*** Records supplied Section Begins ***

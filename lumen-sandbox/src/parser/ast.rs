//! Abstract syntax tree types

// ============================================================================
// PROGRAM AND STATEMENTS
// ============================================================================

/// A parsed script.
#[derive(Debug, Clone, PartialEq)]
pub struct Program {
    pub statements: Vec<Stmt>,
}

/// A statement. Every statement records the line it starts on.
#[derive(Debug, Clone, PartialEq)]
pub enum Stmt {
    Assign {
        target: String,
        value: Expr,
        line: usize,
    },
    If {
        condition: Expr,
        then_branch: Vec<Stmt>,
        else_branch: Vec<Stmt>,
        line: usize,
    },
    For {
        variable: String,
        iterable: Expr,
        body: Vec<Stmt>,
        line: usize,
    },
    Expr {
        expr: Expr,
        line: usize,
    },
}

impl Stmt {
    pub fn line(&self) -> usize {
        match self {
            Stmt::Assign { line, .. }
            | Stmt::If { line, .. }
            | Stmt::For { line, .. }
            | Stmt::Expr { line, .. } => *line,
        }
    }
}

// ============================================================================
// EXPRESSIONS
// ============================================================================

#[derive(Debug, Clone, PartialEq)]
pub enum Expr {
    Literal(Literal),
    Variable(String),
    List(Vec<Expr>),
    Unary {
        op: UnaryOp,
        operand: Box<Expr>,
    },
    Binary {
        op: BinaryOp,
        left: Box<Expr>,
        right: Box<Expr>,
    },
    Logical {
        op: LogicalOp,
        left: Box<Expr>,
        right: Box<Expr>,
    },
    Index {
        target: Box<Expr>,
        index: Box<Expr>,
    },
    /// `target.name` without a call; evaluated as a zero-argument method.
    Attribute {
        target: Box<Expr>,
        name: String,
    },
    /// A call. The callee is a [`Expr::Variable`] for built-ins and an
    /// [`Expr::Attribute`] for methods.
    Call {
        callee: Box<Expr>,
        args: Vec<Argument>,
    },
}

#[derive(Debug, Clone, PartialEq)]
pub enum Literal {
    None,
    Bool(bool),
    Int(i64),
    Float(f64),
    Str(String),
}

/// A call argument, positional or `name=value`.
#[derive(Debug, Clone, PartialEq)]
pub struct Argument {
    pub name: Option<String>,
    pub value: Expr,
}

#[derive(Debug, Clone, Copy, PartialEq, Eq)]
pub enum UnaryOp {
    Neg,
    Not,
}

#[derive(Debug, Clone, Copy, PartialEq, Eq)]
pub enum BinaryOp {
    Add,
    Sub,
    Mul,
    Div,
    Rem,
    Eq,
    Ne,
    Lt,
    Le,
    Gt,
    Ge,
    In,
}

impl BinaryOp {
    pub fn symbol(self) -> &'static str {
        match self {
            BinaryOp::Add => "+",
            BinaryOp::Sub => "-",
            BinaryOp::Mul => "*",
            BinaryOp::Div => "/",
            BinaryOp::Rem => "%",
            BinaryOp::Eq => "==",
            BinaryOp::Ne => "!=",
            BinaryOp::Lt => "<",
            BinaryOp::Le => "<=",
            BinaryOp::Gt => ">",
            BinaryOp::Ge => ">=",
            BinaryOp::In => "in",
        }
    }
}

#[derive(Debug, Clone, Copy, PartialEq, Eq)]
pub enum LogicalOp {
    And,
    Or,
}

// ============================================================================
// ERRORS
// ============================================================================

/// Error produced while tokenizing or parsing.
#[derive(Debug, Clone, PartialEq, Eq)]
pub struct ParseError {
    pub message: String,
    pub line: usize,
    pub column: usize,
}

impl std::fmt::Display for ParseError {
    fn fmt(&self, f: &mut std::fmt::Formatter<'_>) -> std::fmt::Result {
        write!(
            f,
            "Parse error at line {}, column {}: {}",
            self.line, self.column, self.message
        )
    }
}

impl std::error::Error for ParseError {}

*** Records supplied Section Ends ***

What is being asked: The output should match the records above exactly, line for line.

Written answer:
filename lumen-sandbox/src/parser/ast.rs
//! Abstract syntax tree types

// ============================================================================
// PROGRAM AND STATEMENTS
// ============================================================================

/// A parsed script.
#[derive(Debug, Clone, PartialEq)]
pub struct Program {
    pub statements: Vec<Stmt>,
}

/// A statement. Every statement records the line it starts on.
#[derive(Debug, Clone, PartialEq)]
pub enum Stmt {
    Assign {
        target: String,
        value: Expr,
        line: usize,
    },
    If {
        condition: Expr,
        then_branch: Vec<Stmt>,
        else_branch: Vec<Stmt>,
        line: usize,
    },
    For {
        variable: String,
        iterable: Expr,
        body: Vec<Stmt>,
        line: usize,
    },
    Expr {
        expr: Expr,
        line: usize,
    },
}

impl Stmt {
    pub fn line(&self) -> usize {
        match self {
            Stmt::Assign { line, .. }
            | Stmt::If { line, .. }
            | Stmt::For { line, .. }
            | Stmt::Expr { line, .. } => *line,
        }
    }
}

// ============================================================================
// EXPRESSIONS
// ============================================================================

#[derive(Debug, Clone, PartialEq)]
pub enum Expr {
    Literal(Literal),
    Variable(String),
    List(Vec<Expr>),
    Unary {
        op: UnaryOp,
        operand: Box<Expr>,
    },
    Binary {
        op: BinaryOp,
        left: Box<Expr>,
        right: Box<Expr>,
    },
    Logical {
        op: LogicalOp,
        left: Box<Expr>,
        right: Box<Expr>,
    },
    Index {
        target: Box<Expr>,
        index: Box<Expr>,
    },
    /// `target.name` without a call; evaluated as a zero-argument method.
    Attribute {
        target: Box<Expr>,
        name: String,
    },
    /// A call. The callee is a [`Expr::Variable`] for built-ins and an
    /// [`Expr::Attribute`] for methods.
    Call {
        callee: Box<Expr>,
        args: Vec<Argument>,
    },
}

#[derive(Debug, Clone, PartialEq)]
pub enum Literal {
    None,
    Bool(bool),
    Int(i64),
    Float(f64),
    Str(String),
}

/// A call argument, positional or `name=value`.
#[derive(Debug, Clone, PartialEq)]
pub struct Argument {
    pub name: Option<String>,
    pub value: Expr,
}

#[derive(Debug, Clone, Copy, PartialEq, Eq)]
pub enum UnaryOp {
    Neg,
    Not,
}

#[derive(Debug, Clone, Copy, PartialEq, Eq)]
pub enum BinaryOp {
    Add,
    Sub,
    Mul,
    Div,
    Rem,
    Eq,
    Ne,
    Lt,
    Le,
    Gt,
    Ge,
    In,
}

impl BinaryOp {
    pub fn symbol(self) -> &'static str {
        match self {
            BinaryOp::Add => "+",
            BinaryOp::Sub => "-",
            BinaryOp::Mul => "*",
            BinaryOp::Div => "/",
            BinaryOp::Rem => "%",
            BinaryOp::Eq => "==",
            BinaryOp::Ne => "!=",
            BinaryOp::Lt => "<",
            BinaryOp::Le => "<=",
            BinaryOp::Gt => ">",
            BinaryOp::Ge => ">=",
            BinaryOp::In => "in",
        }
    }
}

#[derive(Debug, Clone, Copy, PartialEq, Eq)]
pub enum LogicalOp {
    And,
    Or,
}

// ============================================================================
// ERRORS
// ============================================================================

/// Error produced while tokenizing or parsing.
#[derive(Debug, Clone, PartialEq, Eq)]
pub struct ParseError {
    pub message: String,
    pub line: usize,
    pub column: usize,
}

impl std::fmt::Display for ParseError {
    fn fmt(&self, f: &mut std::fmt::Formatter<'_>) -> std::fmt::Result {
        write!(
            f,
            "Parse error at line {}, column {}: {}",
            self.line, self.column, self.message
        )
    }
}

impl std::error::Error for ParseError {}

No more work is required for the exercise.